Gee , I wonder how its going to turn out ?

Award protest in 3..2…1.…

The AM General BRV-O is essentially the original General Tactical Vehicles entry. When the competition was modified, GD changed the GTV entry to a derivative of GD Europe’s Eagle IV. AM General split out in order to give the old truck a chance, with adjustments and a new name, which appears to have been a good move since they’re on to the next round.

Oshkosh is a mild upset, but considering the amount of work they’ve done for the Army lately it’s hardly coming out of left field.

The one that really surprises me is Lockheed beating BAE Systems for the last spot. I’ve been under the impression that the Valanx was something of a darling of the program up ’till now.

Does any one know why GD, BAE or Navistar didn’t get the contract? What were/are the reasons?

I believe that AM General/ Oshkosh should bring in Howe & Howe Tech / Ibis Tech as independant consultation services for their JLTV…just saying…

oshkosh builds all of the armys trucks pls het hemtt and soon the jltv

BAE made out ok as they are also on the LM team.

They should just go with a Toyota truck made in San Antonia. You can’t kill ‘em with a stick.

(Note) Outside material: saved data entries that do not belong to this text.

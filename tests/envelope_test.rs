//! Integration tests for key derivation and envelope construction.
//!
//! Envelopes are opened here with `aes-gcm` directly, the way a receiving
//! client would, to check the wire format end to end.

use std::collections::HashSet;

use aes_gcm::{
    aead::{Aead, KeyInit, Payload},
    Aes256Gcm, Nonce,
};
use base64::{engine::general_purpose::URL_SAFE_NO_PAD as BASE64URL, Engine};
use ntfy_e2e::{build_envelope, derive_key, EncryptionError, EnvelopeBuilder};

const HEADER: &str = "eyJhbGciOiJkaXIiLCJlbmMiOiJBMjU2R0NNIn0";

/// Opens a compact envelope, returning the plaintext.
fn open(envelope: &str, key: &[u8]) -> Result<String, aes_gcm::Error> {
    let parts: Vec<&str> = envelope.split('.').collect();
    assert_eq!(parts.len(), 5, "envelope must have five fields");

    let nonce = BASE64URL.decode(parts[2]).unwrap();
    let mut sealed = BASE64URL.decode(parts[3]).unwrap();
    sealed.extend(BASE64URL.decode(parts[4]).unwrap());

    let cipher = Aes256Gcm::new_from_slice(key).unwrap();
    let plaintext = cipher.decrypt(
        Nonce::from_slice(&nonce),
        Payload {
            msg: &sealed,
            aad: parts[0].as_bytes(),
        },
    )?;
    Ok(String::from_utf8(plaintext).unwrap())
}

/// Flips bit `bit` of the decoded field `index` and re-encodes it.
fn flip_bit(envelope: &str, index: usize, bit: usize) -> String {
    let mut parts: Vec<String> = envelope.split('.').map(String::from).collect();
    let mut bytes = BASE64URL.decode(&parts[index]).unwrap();
    bytes[bit / 8] ^= 1 << (bit % 8);
    parts[index] = BASE64URL.encode(bytes);
    parts.join(".")
}

#[test]
fn test_round_trip() {
    let key = derive_key(b"secr3t password", "https://ntfy.sh/mysecret").unwrap();
    let plaintext = r#"{"message":"Python says hi","tags":["secret"]}"#;

    let envelope = build_envelope(plaintext, key.as_ref()).unwrap();

    assert!(envelope.starts_with(&format!("{}..", HEADER)));
    assert_eq!(open(&envelope, key.as_ref()).unwrap(), plaintext);
}

#[test]
fn test_empty_plaintext_round_trip() {
    let key = derive_key(b"pw", "https://ntfy.sh/t").unwrap();
    let envelope = build_envelope("", key.as_ref()).unwrap();

    let parts: Vec<&str> = envelope.split('.').collect();
    assert_eq!(parts[3], "");
    assert_eq!(BASE64URL.decode(parts[4]).unwrap().len(), 16);
    assert_eq!(open(&envelope, key.as_ref()).unwrap(), "");
}

#[test]
fn test_tampered_ciphertext_rejected() {
    let key = derive_key(b"pw", "https://ntfy.sh/t").unwrap();
    let envelope = build_envelope("attack at dawn", key.as_ref()).unwrap();
    let last = "attack at dawn".len() * 8 - 1;

    for bit in [0, 7, 8, 63, last - 7, last] {
        assert!(
            open(&flip_bit(&envelope, 3, bit), key.as_ref()).is_err(),
            "ciphertext bit {} flip went undetected",
            bit
        );
    }
}

#[test]
fn test_tampered_tag_rejected() {
    let key = derive_key(b"pw", "https://ntfy.sh/t").unwrap();
    let envelope = build_envelope("attack at dawn", key.as_ref()).unwrap();

    for bit in 0..128 {
        assert!(
            open(&flip_bit(&envelope, 4, bit), key.as_ref()).is_err(),
            "tag bit {} flip went undetected",
            bit
        );
    }
}

#[test]
fn test_tampered_nonce_rejected() {
    let key = derive_key(b"pw", "https://ntfy.sh/t").unwrap();
    let envelope = build_envelope("attack at dawn", key.as_ref()).unwrap();

    for bit in [0, 50, 95] {
        assert!(open(&flip_bit(&envelope, 2, bit), key.as_ref()).is_err());
    }
}

#[test]
fn test_header_is_authenticated() {
    let key = derive_key(b"pw", "https://ntfy.sh/t").unwrap();
    let envelope = build_envelope("attack at dawn", key.as_ref()).unwrap();

    // Same JSON with different whitespace still changes the AAD.
    let other_header = BASE64URL.encode(r#"{"alg":"dir", "enc":"A256GCM"}"#);
    let swapped = envelope.replacen(HEADER, &other_header, 1);
    assert!(open(&swapped, key.as_ref()).is_err());
}

#[test]
fn test_other_topic_cannot_open() {
    let key = derive_key(b"pw", "https://ntfy.sh/alerts").unwrap();
    let other = derive_key(b"pw", "https://ntfy.sh/alerts2").unwrap();
    let envelope = build_envelope("hi", key.as_ref()).unwrap();

    assert!(open(&envelope, other.as_ref()).is_err());
}

#[test]
fn test_nonces_unique_over_many_envelopes() {
    let key = derive_key(b"pw", "https://ntfy.sh/t").unwrap();
    let builder = EnvelopeBuilder::new();

    let nonces: HashSet<String> = (0..1000)
        .map(|_| {
            let envelope = builder.build("same", key.as_ref()).unwrap();
            envelope.split('.').nth(2).unwrap().to_string()
        })
        .collect();

    assert_eq!(nonces.len(), 1000);
}

#[test]
fn test_envelopes_are_url_safe() {
    let key = derive_key(b"pw", "https://ntfy.sh/t").unwrap();
    for len in 0..64 {
        let envelope = build_envelope(&"x".repeat(len), key.as_ref()).unwrap();
        assert!(envelope
            .chars()
            .all(|c| c.is_ascii_alphanumeric() || matches!(c, '-' | '_' | '.')));
    }
}

#[test]
fn test_short_key_rejected() {
    let err = build_envelope("hi", &[0u8; 16]).unwrap_err();
    assert!(matches!(
        err,
        EncryptionError::InvalidKeyLength {
            expected: 32,
            actual: 16
        }
    ));
}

I say bring back the Jeep!

oshkosh will win the jltv contract in 27 mo

Where the JLTV is now necessary — it shouldn’t be an outright replacement for the Humvee — it should be a supplement. But why did the JLTV become necessary in the first place? Whats the root of the problem?

The problem of IEDs really started because the USA completely failed to invade Iraq with sufficient troops to secure the country. Period. Ammo dumps with millions of tons of ordnance were simply left behind during the invasion — unguarded — because there weren’t sufficient troops (or even mercenaries) to guard them. And when the mercenaries did arrive — months after the end of the invasion — the ammo dumps were EMPTY. The ordnance that had been stored in those depots was then used to kill US troops and Iraqi citizens during the insurgency that followed.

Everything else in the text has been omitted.